### Activity
Which of the lines below contain the string "PluginConfig"? Pull each one out of the data.
┌─ Data extract
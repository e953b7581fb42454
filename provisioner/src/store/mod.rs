//! Deployment storage
//!
//! The orchestrator persists one record per deployment plus its plugin and
//! skill selections and secret references. Raw secret values never reach a
//! store. Two backends share the same in-memory data model: [`MemoryStore`]
//! for tests and dry runs, and [`JsonFileStore`] which snapshots it to disk
//! after every write.

mod file;
mod memory;

use std::collections::BTreeMap;

use async_trait::async_trait;
use chrono::Utc;
use serde::{Deserialize, Serialize};

pub use file::JsonFileStore;
pub use memory::MemoryStore;

use crate::errors::ClawError;
use crate::models::{
    Branding, DeploymentRecord, DeploymentStatus, Models, PluginConfig, SecretReference,
    SkillConfig,
};

/// Mutable fields of a record; identity fields have no setter here
#[derive(Debug, Clone, Default, PartialEq)]
pub struct RecordPatch {
    pub status: Option<DeploymentStatus>,
    /// `Some(None)` clears the error
    pub error: Option<Option<String>>,
    pub machine_type: Option<String>,
    pub branding: Option<Branding>,
    pub models: Option<Models>,
}

impl RecordPatch {
    fn apply(&self, record: &mut DeploymentRecord) {
        if let Some(status) = self.status {
            record.status = status;
        }
        if let Some(error) = &self.error {
            record.error = error.clone();
        }
        if let Some(machine_type) = &self.machine_type {
            record.machine_type = machine_type.clone();
        }
        if let Some(branding) = &self.branding {
            record.branding = branding.clone();
        }
        if let Some(models) = &self.models {
            record.models = models.clone();
        }
        record.updated_at = Utc::now();
    }
}

#[async_trait]
pub trait DeploymentStore: Send + Sync {
    async fn get(&self, id: &str) -> Result<Option<DeploymentRecord>, ClawError>;

    /// All records, oldest first
    async fn list(&self) -> Result<Vec<DeploymentRecord>, ClawError>;

    async fn insert(&self, record: &DeploymentRecord) -> Result<(), ClawError>;

    /// Apply `patch` and bump `updated_at`; returns the updated record
    async fn patch(&self, id: &str, patch: &RecordPatch) -> Result<DeploymentRecord, ClawError>;

    /// Remove the record with its configs and secret references
    async fn remove(&self, id: &str) -> Result<(), ClawError>;

    async fn plugin_configs(&self, id: &str) -> Result<Vec<PluginConfig>, ClawError>;

    async fn set_plugin_config(&self, config: &PluginConfig) -> Result<(), ClawError>;

    async fn skill_configs(&self, id: &str) -> Result<Vec<SkillConfig>, ClawError>;

    async fn set_skill_config(&self, config: &SkillConfig) -> Result<(), ClawError>;

    async fn secret_refs(&self, id: &str) -> Result<Vec<SecretReference>, ClawError>;

    /// Insert or refresh the reference for `(deployment_id, secret_name)`
    async fn put_secret_ref(&self, reference: &SecretReference) -> Result<(), ClawError>;
}

/// Everything a store holds, keyed by deployment id
#[derive(Debug, Clone, Default, Serialize, Deserialize)]
pub(crate) struct StoreData {
    #[serde(default)]
    records: BTreeMap<String, DeploymentRecord>,
    #[serde(default)]
    plugins: BTreeMap<String, BTreeMap<String, PluginConfig>>,
    #[serde(default)]
    skills: BTreeMap<String, BTreeMap<String, SkillConfig>>,
    #[serde(default)]
    secrets: BTreeMap<String, BTreeMap<String, SecretReference>>,
}

impl StoreData {
    fn get(&self, id: &str) -> Option<DeploymentRecord> {
        self.records.get(id).cloned()
    }

    fn list(&self) -> Vec<DeploymentRecord> {
        let mut records: Vec<DeploymentRecord> = self.records.values().cloned().collect();
        records.sort_by(|a, b| a.created_at.cmp(&b.created_at).then(a.id.cmp(&b.id)));
        records
    }

    fn insert(&mut self, record: &DeploymentRecord) -> Result<(), ClawError> {
        if self.records.contains_key(&record.id) {
            return Err(ClawError::Conflict(format!("deployment {}", record.id)));
        }
        self.records.insert(record.id.clone(), record.clone());
        Ok(())
    }

    fn patch(&mut self, id: &str, patch: &RecordPatch) -> Result<DeploymentRecord, ClawError> {
        let record = self
            .records
            .get_mut(id)
            .ok_or_else(|| ClawError::NotFound(format!("deployment {}", id)))?;
        patch.apply(record);
        Ok(record.clone())
    }

    fn remove(&mut self, id: &str) -> Result<(), ClawError> {
        if self.records.remove(id).is_none() {
            return Err(ClawError::NotFound(format!("deployment {}", id)));
        }
        self.plugins.remove(id);
        self.skills.remove(id);
        self.secrets.remove(id);
        Ok(())
    }

    fn require(&self, id: &str) -> Result<(), ClawError> {
        if self.records.contains_key(id) {
            Ok(())
        } else {
            Err(ClawError::NotFound(format!("deployment {}", id)))
        }
    }

    fn plugin_configs(&self, id: &str) -> Vec<PluginConfig> {
        self.plugins
            .get(id)
            .map(|m| m.values().cloned().collect())
            .unwrap_or_default()
    }

    fn set_plugin_config(&mut self, config: &PluginConfig) -> Result<(), ClawError> {
        self.require(&config.deployment_id)?;
        self.plugins
            .entry(config.deployment_id.clone())
            .or_default()
            .insert(config.plugin_id.clone(), config.clone());
        Ok(())
    }

    fn skill_configs(&self, id: &str) -> Vec<SkillConfig> {
        self.skills
            .get(id)
            .map(|m| m.values().cloned().collect())
            .unwrap_or_default()
    }

    fn set_skill_config(&mut self, config: &SkillConfig) -> Result<(), ClawError> {
        self.require(&config.deployment_id)?;
        self.skills
            .entry(config.deployment_id.clone())
            .or_default()
            .insert(config.skill_id.clone(), config.clone());
        Ok(())
    }

    fn secret_refs(&self, id: &str) -> Vec<SecretReference> {
        self.secrets
            .get(id)
            .map(|m| m.values().cloned().collect())
            .unwrap_or_default()
    }

    fn put_secret_ref(&mut self, reference: &SecretReference) -> Result<(), ClawError> {
        self.require(&reference.deployment_id)?;
        self.secrets
            .entry(reference.deployment_id.clone())
            .or_default()
            .insert(reference.secret_name.clone(), reference.clone());
        Ok(())
    }
}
└─
### Exercise output
    Branding, DeploymentRecord, DeploymentStatus, Models, PluginConfig, SecretReference,
    async fn plugin_configs(&self, id: &str) -> Result<Vec<PluginConfig>, ClawError>;
    async fn set_plugin_config(&self, config: &PluginConfig) -> Result<(), ClawError>;
    plugins: BTreeMap<String, BTreeMap<String, PluginConfig>>,
    fn plugin_configs(&self, id: &str) -> Vec<PluginConfig> {
    fn set_plugin_config(&mut self, config: &PluginConfig) -> Result<(), ClawError> {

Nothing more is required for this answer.